Die Stifter
Das Vermächtnis von Hans-Otto und Engelke Schümann

Hans-Otto Schümann
Hans-Otto Schümann wurde am 4. Dezember 1916 in Hamburg geboren. Nach dem Studium der Chemie an der Universität Karlsruhe übernahm er das väterliche Unternehmen und entwickelte es zu einem der führenden europäischen Hersteller von Vaseline und Paraffin.
Neben seinem unternehmerischen Wirken war Schümann eine prägende Figur des deutschen Segelsports. Als dreimaliger Gewinner des Admiral's Cup (1973, 1985, 1993) und langjähriger Präsident des Deutschen Segler-Verbandes (1985–1993) galt er als der "Nestor des deutschen Segelsports". 42 Jahre lang führte er den Hamburger Segel-Club als Vorsitzender. Alle seine 16 Yachten trugen den Namen "Rubin".
Er war der erste Deutsche nach Kaiser Wilhelm II., der als Mitglied in den Royal Yacht Squadron in Cowes aufgenommen wurde.
Hans-Otto Schümann verstarb am 21. September 2014 im Alter von 97 Jahren in Hamburg.

Ein Leben für den Segelsport
Hans-Otto Schümann prägte wie kaum ein anderer den deutschen Hochseesegelsport über Jahrzehnte hinweg.
Engelke Schümann
Engelke Schümann war die Ehefrau von Hans-Otto Schümann und Mitgründerin der Stiftung. Gemeinsam mit ihrem Mann setzte sie sich für die Förderung von Kunst, Kultur und Wissenschaft in Hamburg ein.

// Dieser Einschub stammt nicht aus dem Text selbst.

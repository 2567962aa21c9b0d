use anyhow::{Context, Result};
use clap::Parser;
use std::process;

use code_push_diff::bundle::{
    BundleArgs, BundleOutcome, BundlerConfig, GitSnapshot, Hermes, PipelineContext, ReactNativeCli,
    ShellInstaller, Toolchain, pack_payload,
};
use code_push_diff::cli::{BundleOpts, Cli, Commands};
use code_push_diff::release::release;

fn init_logging(verbose: u8) {
    let log_filter = match verbose {
        0 => "info",
        1 => "info,code_push_diff=debug",
        _ => "trace",
    };
    let log_env = env_logger::Env::default().default_filter_or(log_filter);

    env_logger::Builder::from_env(log_env)
        .format_module_path(false)
        .format_timestamp(None)
        .format_indent(Some(8))
        .init();
}

/// 解析配置并构造流程上下文，配置错误在任何破坏性步骤之前返回
fn with_pipeline<T>(
    opts: BundleOpts,
    body: impl FnOnce(PipelineContext<'_>) -> Result<T>,
) -> Result<T> {
    let fetch = opts.fetch;
    let config = BundlerConfig::resolve(BundleArgs::from(opts))?;

    let mut snapshot = GitSnapshot::new(&config.project_root).with_fetch(fetch);
    let toolchain = Toolchain {
        compiler: &ReactNativeCli,
        bytecode: &Hermes,
        installer: &ShellInstaller,
    };

    body(PipelineContext::new(config, &mut snapshot, toolchain))
}

fn report(outcome: &BundleOutcome) {
    println!("产物目录: {}", outcome.output.output_dir.display());
    println!("  bundle: {}", outcome.output.bundle_path.display());
    println!("  sourcemap: {}", outcome.output.sourcemap.display());
    println!(
        "  变化资源: {} 个, 剔除资源: {} 个{}",
        outcome.changed.len(),
        outcome.stripped.len(),
        if outcome.baseline_from_cache { " (基线来自缓存)" } else { "" }
    );
    println!("  差异报告: {}", outcome.changed_manifest_path.display());
}

fn run(cli: Cli) -> Result<()> {
    match cli.command {
        Commands::Bundle { bundle, archive } => {
            let outcome = with_pipeline(bundle, |ctx| Ok(ctx.run()?))?;
            report(&outcome);

            if let Some(archive) = archive {
                pack_payload(&outcome.output.output_dir, &archive)
                    .with_context(|| format!("无法生成压缩包: {}", archive.display()))?;
                println!("压缩包已生成: {}", archive.display());
            }
        }
        Commands::Baseline { bundle } => {
            let outcome = with_pipeline(bundle, |ctx| Ok(ctx.prepare_baseline()?))?;
            println!(
                "基线哈希{}: {} ({} 个资源)",
                if outcome.from_cache { "已存在" } else { "已写入" },
                outcome.cache_path.display(),
                outcome.hashes.len()
            );
        }
        Commands::Release { bundle, release: release_opts } => {
            let outcome = with_pipeline(bundle, |ctx| Ok(ctx.run()?))?;
            report(&outcome);

            release(&release_opts.into(), &outcome.output.output_dir).context("发布失败")?;
        }
    }

    Ok(())
}

fn main() {
    let cli = Cli::parse();
    init_logging(cli.verbose);

    if let Err(err) = run(cli) {
        if let Some(diff_err) = err.downcast_ref::<code_push_diff::DiffError>()
            && diff_err.is_cache_error()
        {
            log::warn!("基线缓存不可用，可使用 --fresh-baseline 重新构建基线");
        }
        eprintln!("错误: {:#}", err);
        process::exit(1);
    }
}
//! 设备端的资源解析
//!
//! 更新包中被剔除的资源需要从已安装的主包中加载。应用启动时用随包清单构造
//! 一个 [`AssetResolver`] 并调用 [`install`] 安装一次，之后每次解析资源都经由
//! [`resolve`]：清单中有对应倍率的条目时指向主包，否则使用更新包自身的默认位置。

use std::path::Path;
use std::sync::OnceLock;

use crate::bundle::Platform;
use crate::error::{DiffError, Result};
use crate::metadata::AssetManifest;

/// 一次资源解析请求
#[derive(Debug, Clone, Copy)]
pub struct AssetRequest<'a> {
    /// 资源标识：iOS 为去掉倍率后缀的相对路径，Android 为去掉 `drawable-*/` 目录的文件名
    pub asset: &'a str,
    pub scale: &'a str,
    /// 更新包自身解析出的默认 URI
    pub default_uri: &'a str,
}

/// 已安装应用的主包信息，由原生层提供
#[derive(Debug, Clone, PartialEq, Eq)]
pub struct InstallInfo {
    pub platform: Platform,
    pub main_bundle_path: String,
}

impl InstallInfo {
    /// iOS 为主包内文件的 `file://` URI，Android 直接使用资源名
    pub fn main_bundle_uri(&self, main_asset: &str) -> String {
        match self.platform {
            Platform::Ios => format!(
                "file://{}/{}",
                self.main_bundle_path.trim_end_matches('/'),
                main_asset
            ),
            Platform::Android => main_asset.to_string(),
        }
    }
}

#[derive(Debug, Clone, PartialEq, Eq, Default)]
pub enum AssetResolver {
    /// 没有清单：始终使用默认位置
    #[default]
    Default,
    /// 按清单回退到主包
    MainBundle {
        install: InstallInfo,
        manifest: AssetManifest,
    },
}

impl AssetResolver {
    /// 清单为空时退化为默认解析
    pub fn new(install: InstallInfo, manifest: AssetManifest) -> Self {
        if manifest.is_empty() {
            return AssetResolver::Default;
        }
        AssetResolver::MainBundle { install, manifest }
    }

    pub fn from_json(install: InstallInfo, json: &str) -> Result<Self> {
        let manifest = AssetManifest::from_json(json)
            .map_err(|e| DiffError::serialization(Path::new("bundle_config.json"), e))?;
        Ok(Self::new(install, manifest))
    }

    pub fn resolve(&self, request: &AssetRequest<'_>) -> String {
        match self {
            AssetResolver::Default => request.default_uri.to_string(),
            AssetResolver::MainBundle { install, manifest } => {
                match manifest.lookup(request.asset, request.scale) {
                    Some(main_asset) => install.main_bundle_uri(main_asset),
                    None => request.default_uri.to_string(),
                }
            }
        }
    }
}

static INSTALLED: OnceLock<AssetResolver> = OnceLock::new();

/// 在应用启动时安装一次；重复安装会原样返回传入的解析器
pub fn install(resolver: AssetResolver) -> std::result::Result<(), AssetResolver> {
    INSTALLED.set(resolver)
}

/// 使用已安装的解析器；未安装时返回默认 URI
pub fn resolve(request: &AssetRequest<'_>) -> String {
    match INSTALLED.get() {
        Some(resolver) => resolver.resolve(request),
        None => request.default_uri.to_string(),
    }
}
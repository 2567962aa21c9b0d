use std::process::Command;
use tempfile::TempDir;

#[test]
fn failure_is_reported_on_stderr_with_logging_disabled() {
    let project = TempDir::new().unwrap();

    let output = Command::new(env!("CARGO_BIN_EXE_cpd"))
        .env("RUST_LOG", "off")
        .args(["bundle", "windows", "--base", "v1.0.0", "--project-root"])
        .arg(project.path())
        .output()
        .unwrap();

    assert_eq!(output.status.code(), Some(1));
    let stderr = String::from_utf8_lossy(&output.stderr);
    assert!(stderr.starts_with("错误: "), "stderr: {stderr}");
    assert!(stderr.contains("windows"), "stderr: {stderr}");
}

Ihr gemeinsames Engagement für die Hamburger Kulturlandschaft und insbesondere für das Museum für Kunst und Gewerbe spiegelt sich in der Arbeit der Stiftung bis heute wider.
Die Liebe zum Meer und zur Kultur — beides verband Hans-Otto und Engelke Schümann ein Leben lang.
Die Rubine
Alle 16 Yachten von Hans-Otto Schümann trugen den Namen "Rubin" — benannt nach dem Edelstein, der für Leidenschaft, Energie und Beständigkeit steht. Dieser Name wurde zum Sinnbild seiner Hingabe an den Segelsport.
Die letzte Rubin, mit der er 1993 zum dritten Mal den Admiral's Cup gewann, wurde zur Legende des deutschen Hochseeregattsports.